Préféré de mon cœur et des dieux favori

Pendant que tu vécus, toi mort ces dieux eux-mêmes

De tes restes encore eurent des soins extrêmes ;

Quand Achille aux pieds prompts me faisait prisonniers

D'autres de mes enfants, il vendait ces derniers

Sur l'infertile mer et le plus loin possible,

Vers Imbros ou Samos, Lemnos inaccessible ;

Mais toi, te privant d'âme avec son large fer,

Te traînant au tombeau de son Patrocle cher

Immolé sous tes coups, sans qu'il le ressuscite,

Toi là gisant et frais, au palais on te cite

Comme si depuis peu Phébus à l'arc d'argent

T'eût atteint de ses traits, des plus doux te chargeant. »
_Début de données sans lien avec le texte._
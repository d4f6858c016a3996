use serde::Deserialize;

#[derive(Debug, Deserialize, Clone)]
pub struct TimeoutConfig {
    /// Bound on how long shutdown waits for in-flight handlers to observe
    /// the running flag and exit before resources are reclaimed anyway.
    #[serde(default = "default_shutdown_drain_secs")]
    pub shutdown_drain_secs: u64,
}

impl Default for TimeoutConfig {
    fn default() -> Self {
        Self { shutdown_drain_secs: default_shutdown_drain_secs() }
    }
}

fn default_shutdown_drain_secs() -> u64 {
    5
}
//! Process-wide running flag, signal handling, and shutdown drain.

use std::sync::atomic::{AtomicBool, AtomicUsize, Ordering};
use std::sync::Arc;
use std::time::Duration;

use tokio::signal::unix::{signal, Signal, SignalKind};
use tokio::sync::watch;
use tokio::time::Instant;

use crate::error::{BrokerError, Result};

/// Governs the accept loop and every live connection handler. Flipped once,
/// by a signal, and never reset. `stop` also notifies every outstanding
/// `watch::Receiver` obtained through `subscribe`, so a per-connection loop
/// can `select!` on it the same way the accept loop selects on `is_running`.
#[derive(Clone)]
pub struct RunningFlag {
    flag: Arc<AtomicBool>,
    shutdown_tx: watch::Sender<bool>,
}

impl RunningFlag {
    pub fn new() -> Self {
        let (shutdown_tx, _) = watch::channel(false);
        Self { flag: Arc::new(AtomicBool::new(true)), shutdown_tx }
    }

    pub fn is_running(&self) -> bool {
        self.flag.load(Ordering::Relaxed)
    }

    pub fn stop(&self) {
        self.flag.store(false, Ordering::Relaxed);
        let _ = self.shutdown_tx.send(true);
    }

    /// Hands a connection handler a receiver it can `select!` on at its loop
    /// head to notice shutdown without polling `is_running`.
    pub fn subscribe(&self) -> watch::Receiver<bool> {
        self.shutdown_tx.subscribe()
    }
}

impl Default for RunningFlag {
    fn default() -> Self {
        Self::new()
    }
}

pub struct SignalHandles {
    pub sigterm: Signal,
    pub sigint: Signal,
}

pub fn install_signal_handlers() -> Result<SignalHandles> {
    let sigterm = signal(SignalKind::terminate())
        .map_err(|e| BrokerError::Io(std::io::Error::other(format!("SIGTERM handler: {e}"))))?;
    let sigint = signal(SignalKind::interrupt())
        .map_err(|e| BrokerError::Io(std::io::Error::other(format!("SIGINT handler: {e}"))))?;
    Ok(SignalHandles { sigterm, sigint })
}

/// Waits for every tracked connection to close, or `drain_timeout`, whichever
/// comes first. `active` and `closed_rx` are shared with the per-connection
/// guards that decrement the counter and fire the watch channel on the last
/// release.
pub async fn wait_for_drain(
    active: &AtomicUsize,
    closed_rx: &mut watch::Receiver<()>,
    drain_timeout: Duration,
) {
    if active.load(Ordering::Relaxed) == 0 {
        return;
    }

    let deadline = Instant::now() + drain_timeout;
    tokio::select! {
        _ = closed_rx.changed() => {
            let remaining = active.load(Ordering::Relaxed);
            if remaining == 0 {
                tracing::info!("all connections drained");
            } else {
                tracing::warn!(remaining, "drain notified but connections remain active");
            }
        }
        _ = tokio::time::sleep_until(deadline) => {
            let remaining = active.load(Ordering::Relaxed);
            if remaining > 0 {
                tracing::warn!(remaining, "shutdown drain timeout reached");
            } else {
                tracing::info!("all connections drained");
            }
        }
    }
}

/// Decrements `active` and notifies `closed_tx` when it reaches zero. Mirrors
/// the guard pattern used for connection-count bookkeeping elsewhere in the
/// codebase.
pub struct ConnectionGuard {
    active: Arc<AtomicUsize>,
    closed_tx: watch::Sender<()>,
}

impl ConnectionGuard {
    pub fn new(active: Arc<AtomicUsize>, closed_tx: watch::Sender<()>) -> Self {
        active.fetch_add(1, Ordering::Relaxed);
        Self { active, closed_tx }
    }
}

impl Drop for ConnectionGuard {
    fn drop(&mut self) {
        let remaining = self.active.fetch_sub(1, Ordering::Relaxed) - 1;
        if remaining == 0 {
            let _ = self.closed_tx.send(());
        }
    }
}

#[cfg(test)]
mod tests {
    use super::*;

    #[tokio::test]
    async fn wait_for_drain_returns_immediately_when_nothing_is_active() {
        let active = AtomicUsize::new(0);
        let (_tx, mut rx) = watch::channel(());
        let started = Instant::now();
        wait_for_drain(&active, &mut rx, Duration::from_secs(5)).await;
        assert!(started.elapsed() < Duration::from_millis(100));
    }

    #[tokio::test]
    async fn wait_for_drain_returns_early_once_last_guard_drops() {
        let active = Arc::new(AtomicUsize::new(0));
        let (tx, mut rx) = watch::channel(());
        let guard = ConnectionGuard::new(active.clone(), tx);
        assert_eq!(active.load(Ordering::Relaxed), 1);

        let active_for_drop = active.clone();
        tokio::spawn(async move {
            tokio::time::sleep(Duration::from_millis(20)).await;
            drop(guard);
        });

        let started = Instant::now();
        wait_for_drain(&active, &mut rx, Duration::from_secs(5)).await;
        assert!(started.elapsed() < Duration::from_secs(1));
        assert_eq!(active_for_drop.load(Ordering::Relaxed), 0);
    }

    #[tokio::test]
    async fn wait_for_drain_times_out_when_a_connection_never_closes() {
        let active = Arc::new(AtomicUsize::new(0));
        let (tx, mut rx) = watch::channel(());
        let _guard = ConnectionGuard::new(active.clone(), tx);

        let started = Instant::now();
        wait_for_drain(&active, &mut rx, Duration::from_millis(50)).await;
        assert!(started.elapsed() >= Duration::from_millis(50));
        assert_eq!(active.load(Ordering::Relaxed), 1, "guard was never dropped");
    }
}
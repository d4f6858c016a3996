//! S1: a single client connects, receives the welcome message, and gets its
//! own message echoed back.

use std::sync::Arc;
use std::time::Duration;

use rdma_broker_lib::telemetry::Metrics;
use rdma_broker_lib::tls::build_connector;
use rdma_broker_lib::transport::mock::MockFabric;
use rustls_pki_types::ServerName;
use tests_e2e::common::{make_config, make_self_signed_cert, make_shared_on_fabric, pick_free_port, TestResult};
use tokio::net::TcpStream;
use tokio::time::timeout;

#[tokio::test]
async fn client_receives_welcome_then_its_own_echo() -> TestResult {
    let listen = pick_free_port()?;
    let (cert, key) = make_self_signed_cert()?;
    let config = make_config(listen, 4, &cert, &key);

    let fabric = MockFabric::new();
    let server_shared = make_shared_on_fabric(&fabric, 4, config.cq_fanout)?;

    let server = tokio::spawn(rdma_broker_lib::run(config.clone(), server_shared));
    tokio::time::sleep(Duration::from_millis(50)).await;

    let client_shared = make_shared_on_fabric(&fabric, 4, config.cq_fanout)?;
    let slot_id = client_shared.slots.admit()?;

    let connector = build_connector(&config.tls)?;
    let tcp = TcpStream::connect(listen).await?;
    let server_name = ServerName::try_from(listen.ip().to_string())?;
    let tls_stream = connector.connect(server_name, tcp).await?;

    let metrics = Metrics::default();
    let mut connection = timeout(
        Duration::from_secs(2),
        rdma_broker_lib::client::connect(tls_stream, &client_shared.device, &client_shared.buffers, slot_id, &metrics),
    )
    .await??;

    let welcome = timeout(Duration::from_secs(2), rdma_broker_lib::client::recv_message(&mut connection)).await??;
    assert!(welcome.starts_with("Welcome Client"), "unexpected welcome: {welcome}");

    let reply = timeout(
        Duration::from_secs(2),
        rdma_broker_lib::client::send_and_receive(&mut connection, "ping"),
    )
    .await??;
    assert_eq!(reply, "Server echo [Client 0]: ping");

    client_shared.buffers.release(connection.buffers.chunk_id);
    client_shared.slots.release(slot_id);
    server.abort();
    Ok(())
}
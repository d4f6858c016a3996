use std::fs;
use std::path::Path;

use crate::config::Config;
use crate::error::{BrokerError, Result};

use super::validator::validate_config;

pub fn load_from_path<P: AsRef<Path>>(p: P) -> Result<Config> {
    let txt = fs::read_to_string(p)
        .map_err(|e| BrokerError::Config(format!("failed to read config file: {e}")))?;
    let cfg: Config = toml::from_str(&txt)
        .map_err(|e| BrokerError::Config(format!("failed to parse config: {e}")))?;

    validate_config(&cfg)?;

    Ok(cfg)
}
//! Client-slot table. A fixed array plus an intrusive free-list
//! behind a single lock; the active count is tracked separately as an atomic
//! so callers can sample it without taking the lock.

use std::sync::atomic::{AtomicUsize, Ordering};
use std::sync::Mutex;

use crate::error::{BrokerError, Result};

struct Inner {
    free_list: Vec<usize>,
}

/// Fixed-capacity table of `max_clients` slot identifiers. Slot identifiers
/// are small integers, stable for a connection's lifetime, reused after
/// release, and never surfaced to clients as credentials.
pub struct SlotTable {
    capacity: usize,
    inner: Mutex<Inner>,
    active: AtomicUsize,
}

impl SlotTable {
    pub fn new(capacity: usize) -> Self {
        let free_list = (0..capacity).rev().collect();
        Self { capacity, inner: Mutex::new(Inner { free_list }), active: AtomicUsize::new(0) }
    }

    pub fn capacity(&self) -> usize {
        self.capacity
    }

    /// O(1), locked. Returns [`BrokerError::Capacity`] when the table is full.
    pub fn admit(&self) -> Result<usize> {
        let mut inner = self.inner.lock().unwrap();
        let slot_id = inner.free_list.pop().ok_or(BrokerError::Capacity)?;
        self.active.fetch_add(1, Ordering::Relaxed);
        Ok(slot_id)
    }

    /// O(1), locked. Pushes `slot_id` back onto the free list.
    pub fn release(&self, slot_id: usize) {
        self.inner.lock().unwrap().free_list.push(slot_id);
        self.active.fetch_sub(1, Ordering::Relaxed);
    }

    /// Atomic read; may be stale by the time the caller observes it.
    pub fn active_count(&self) -> usize {
        self.active.load(Ordering::Relaxed)
    }
}

#[cfg(test)]
mod tests {
    use super::*;
    use std::sync::Arc;
    use std::thread;

    #[test]
    fn admits_up_to_capacity_then_rejects() {
        let table = SlotTable::new(2);
        let a = table.admit().unwrap();
        let b = table.admit().unwrap();
        assert_ne!(a, b);
        assert!(matches!(table.admit(), Err(BrokerError::Capacity)));
        assert_eq!(table.active_count(), 2);
    }

    #[test]
    fn release_frees_a_slot_for_reuse() {
        let table = SlotTable::new(1);
        let slot = table.admit().unwrap();
        assert!(table.admit().is_err());
        table.release(slot);
        assert_eq!(table.active_count(), 0);
        assert_eq!(table.admit().unwrap(), slot);
    }

    #[test]
    fn admit_never_hands_out_the_same_slot_twice_concurrently() {
        let table = Arc::new(SlotTable::new(64));
        let handles: Vec<_> = (0..64)
            .map(|_| {
                let table = table.clone();
                thread::spawn(move || table.admit().unwrap())
            })
            .collect();

        let mut slots: Vec<usize> = handles.into_iter().map(|h| h.join().unwrap()).collect();
        slots.sort_unstable();
        slots.dedup();
        assert_eq!(slots.len(), 64, "every admitted slot id must be unique");
        assert!(table.admit().is_err());
    }
}
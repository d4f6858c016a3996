//! Per-connection bring-up. Runs independently per connection once a
//! TLS channel exists. Client and server differ only in exchange ordering,
//! asymmetric so neither side blocks writing while the other is also
//! writing on a duplex that is not guaranteed full-duplex; every other step
//! is identical.

use std::time::Instant;

use tokio::io::{AsyncRead, AsyncWrite};

use super::state::ConnectionState;
use crate::connection::{Connection, ConnectionCounters};
use crate::error::Result;
use crate::protocol::{
    exchange_endpoint_client, exchange_endpoint_server, exchange_psn_client, exchange_psn_server,
    EndpointDescriptor,
};
use crate::psn::draw_psn;
use crate::telemetry::Metrics;
use crate::transport::verbs::AccessFlags;
use crate::transport::{BufferPool, DevicePool};

enum Role {
    Client,
    Server,
}

/// Runs client-side bring-up to completion and returns the live connection,
/// parked at `CONNECTED`.
pub async fn bring_up_client<S: AsyncRead + AsyncWrite + Unpin + Send>(
    channel: S,
    device: &DevicePool,
    buffers: &BufferPool,
    slot_id: usize,
    metrics: &Metrics,
) -> Result<Connection<S>> {
    bring_up(channel, device, buffers, slot_id, Role::Client, metrics).await
}

/// Runs server-side bring-up to completion and returns the live connection,
/// parked at `CONNECTED`.
pub async fn bring_up_server<S: AsyncRead + AsyncWrite + Unpin + Send>(
    channel: S,
    device: &DevicePool,
    buffers: &BufferPool,
    slot_id: usize,
    metrics: &Metrics,
) -> Result<Connection<S>> {
    bring_up(channel, device, buffers, slot_id, Role::Server, metrics).await
}

async fn bring_up<S: AsyncRead + AsyncWrite + Unpin + Send>(
    mut channel: S,
    device: &DevicePool,
    buffers: &BufferPool,
    slot_id: usize,
    role: Role,
    metrics: &Metrics,
) -> Result<Connection<S>> {
    let mut state = ConnectionState::TlsHandshake;
    tracing::debug!(slot_id, ?state, "bring-up started");

    // Step 1-2: draw and exchange PSNs. Asymmetric ordering avoids a
    // write-write stall.
    let (local_psn, used_fallback_rng) = draw_psn();
    metrics.record_psn_draw();
    if used_fallback_rng {
        metrics.record_psn_fallback_rng();
    }
    state = ConnectionState::PsnExchange;
    tracing::debug!(slot_id, ?state, "psn exchange");
    let remote_psn = match role {
        Role::Client => exchange_psn_client(&mut channel, local_psn).await?,
        Role::Server => exchange_psn_server(&mut channel, local_psn).await?,
    };

    state = ConnectionState::RdmaSetup;
    tracing::debug!(slot_id, ?state, "rdma setup");

    // Step 3: allocate buffers, register MRs, create a QP bound to CQ
    // `slot_id mod W`.
    let port = device.context().query_port()?;
    let buffer_slab = buffers.alloc()?;
    let pd = device.pd();
    let recv_mr = pd.register_mr(buffer_slab.recv_buffer.clone(), AccessFlags::FULL)?;
    let send_mr = pd.register_mr(buffer_slab.send_buffer.clone(), AccessFlags::FULL)?;

    let cq = device.cq_for(slot_id).clone();
    let qp = device.context().create_qp(
        pd,
        &cq,
        &cq,
        recv_mr.as_ref(),
        buffer_slab.recv_buffer.clone(),
        send_mr.as_ref(),
        buffer_slab.send_buffer.clone(),
    )?;

    // Step 4: construct the local endpoint descriptor.
    let local_endpoint = EndpointDescriptor::new(
        qp.qp_num(),
        port.lid,
        port.gid,
        local_psn,
        recv_mr.rkey(),
        recv_mr.addr(),
    );

    // Step 5: exchange endpoint descriptors, asymmetric again.
    let remote_endpoint = match role {
        Role::Client => exchange_endpoint_client(&mut channel, &local_endpoint).await?,
        Role::Server => exchange_endpoint_server(&mut channel, &local_endpoint).await?,
    };
    debug_assert_eq!(remote_endpoint.psn, remote_psn, "remote PSN must match the earlier exchange");

    // Step 6: verbs state transitions, identical on both sides.
    qp.modify_to_init(AccessFlags::FULL)?;
    qp.modify_to_rtr(&remote_endpoint, port.link_layer)?;
    qp.modify_to_rts(local_psn)?;

    // Step 7: CONNECTED, then arm receives so inbound sends do not stall.
    state = ConnectionState::Connected;
    tracing::info!(slot_id, qp_num = qp.qp_num(), "connection bring-up complete");
    qp.post_recv()?;

    Ok(Connection {
        slot_id,
        state,
        tls_channel: channel,
        local_psn,
        remote_psn,
        qp,
        send_cq: cq.clone(),
        recv_cq: cq,
        send_mr,
        recv_mr,
        buffers: buffer_slab,
        local_endpoint,
        remote_endpoint,
        connected_at: Instant::now(),
        counters: ConnectionCounters::default(),
    })
}
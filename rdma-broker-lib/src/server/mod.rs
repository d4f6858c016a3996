mod acceptor;
mod lifecycle;
mod shared;

pub use acceptor::run;
pub use shared::SharedResources;
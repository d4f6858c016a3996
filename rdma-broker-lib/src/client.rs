//! Client-side bring-up driver, used by the CLI's `client` subcommand and by
//! integration tests. Mirrors the original client's welcome-then-loop shape:
//! the server sends a welcome message as the first post-bring-up send, which
//! callers should drain with [`recv_message`] before issuing their own.

use tokio::io::{AsyncRead, AsyncWrite};

use crate::bringup::bring_up_client;
use crate::connection::Connection;
use crate::error::{BrokerError, Result};
use crate::ops::{post_send, post_write, poll_recv};
use crate::telemetry::Metrics;
use crate::transport::{BufferPool, DevicePool};

/// Runs client-side bring-up over an already-established TLS channel.
pub async fn connect<S: AsyncRead + AsyncWrite + Unpin + Send>(
    channel: S,
    device: &DevicePool,
    buffers: &BufferPool,
    slot_id: usize,
    metrics: &Metrics,
) -> Result<Connection<S>> {
    bring_up_client(channel, device, buffers, slot_id, metrics).await
}

/// Sends `message` over the connection's QP and blocks for one completion.
pub async fn send_message<S>(connection: &mut Connection<S>, message: &str) -> Result<()> {
    post_send(connection.qp.as_ref(), connection.send_cq.as_ref(), message.as_bytes()).await?;
    connection.counters.messages_sent += 1;
    connection.counters.bytes_sent += message.len() as u64;
    Ok(())
}

/// Blocks for the next inbound message and returns it decoded as UTF-8
/// (lossily, matching the original's C-string treatment of the recv buffer).
pub async fn recv_message<S>(connection: &mut Connection<S>) -> Result<String> {
    let bytes = poll_recv(connection.qp.as_ref(), connection.recv_cq.as_ref()).await?;
    connection.counters.messages_received += 1;
    connection.counters.bytes_received += bytes as u64;
    let buf = connection.buffers.recv_buffer.lock().unwrap();
    Ok(String::from_utf8_lossy(&buf[..bytes]).into_owned())
}

/// Convenience: send `message`, then wait for the echoed reply.
pub async fn send_and_receive<S>(connection: &mut Connection<S>, message: &str) -> Result<String> {
    send_message(connection, message).await?;
    recv_message(connection).await
}

/// RDMA-writes `message` directly into the peer's registered receive buffer,
/// bypassing its recv queue entirely; the peer gets no completion and must
/// poll its own memory to notice the write. Mirrors the original client's
/// `write <message>` command. Refuses to run unless the caller passes
/// `remote_write_enabled`, which must come from `config.remote_write.enabled`:
/// this primitive is never reachable from a deployment that leaves the
/// default (disabled) in place.
pub async fn write_message<S>(
    connection: &mut Connection<S>,
    message: &str,
    remote_write_enabled: bool,
) -> Result<()> {
    if !remote_write_enabled {
        return Err(BrokerError::RemoteWriteDisabled);
    }
    post_write(
        connection.qp.as_ref(),
        connection.send_cq.as_ref(),
        message.as_bytes(),
        connection.remote_endpoint.remote_addr,
        connection.remote_endpoint.rkey,
    )
    .await?;
    connection.counters.messages_sent += 1;
    connection.counters.bytes_sent += message.len() as u64;
    Ok(())
}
    Elle dit éplorée, excite un pleur immense,

Et la troisième, Hélène aussi gémit, commence :

    «  De mes beaux-frères toi le plus chéri de tous,

Hector, car tel qu'un dieu, Pâris est mon époux,

A Troie il m'amena (qu'avant ne suis-je morte) !

C'est la vingtième année, hélas ! que de la sorte

Ici je vins ayant fui ma patrie, et toi,

Tu n'eus jamais un mot méchant, honteux pour moi ;                 
Et si d'autres m'ont dit quelque parole amère,

Mes nobles belles-sœurs, beaux-frères, belle-mère,

(Comme un père toujours mon beau-père fut doux),

Toi tu les réprimais, tu les convainquais tous

Par des mots de bonté, de douceur opportune ;

Aussi bien là je pleure et ma propre infortune,

Et ta mort qui remplit mon cœur d'affliction,

Car nul autre n'aura ta bonne affection

Pour moi dans Troie immense où tous m'ont abhorrée. »

    Elle pleure et la foule entière est éplorée ;

    Et le vieux roi Priam s'adresse aux citoyens :

    « Introduisez du bois dans la ville, Troyens,

Dans vos cœurs n'éprouvez d'effroi d'aucune espèce

Que les Grecs puissent être en embuscade épaisse ;

Achille, à mon départ de ses courbes vaisseaux ,

Me promit ne devoir point nous livrer d'assauts

Avant que soit parue une douzième aurore. »

    Il dit ; mules et bœufs mis aux chars vont encore

Devant Troie où neuf jours est amené du bois.

A la dixième aurore, en pleurs tous à la fois

Portent le brave Hector qu'au bûcher on dépose.

La fille du Matin, l'Aurore aux doigts de rose

Paraît, et tout le peuple assemblé, l'on éteint,

En versant du vin noir, tout ce qui fut atteint

Par la fureur du feu, puis les compagnons d'armes,

Les frères, en sanglots, dont un torrent de larmes

Inonde le visage, ont au bûcher d'Hector

Recueilli ses blancs os au fond d'une urne d'or

Que couvre un moelleux voile en pourpre, et vite on ouvre

La creuse fosse où l'urne introduite, on la couvre

De pierres et de blocs immenses et nombreux,

Un tombeau de la sorte étant construit entre eux,

Pendant qu'aux environs veillent des sentinelles,

De crainte que les Grecs aux cnémides très-belles

Ne viennent tout à coup se précipiter droit ;

Et la tombe entassée, ils vont de cet endroit

Se rassembler en ordre, en arrière se rendre

Aux palais de Priam divin roi qui fait prendre

Un superbe repas ; tel fait par ces guerriers,

Fut le tombeau d'Hector le dompteur de coursiers.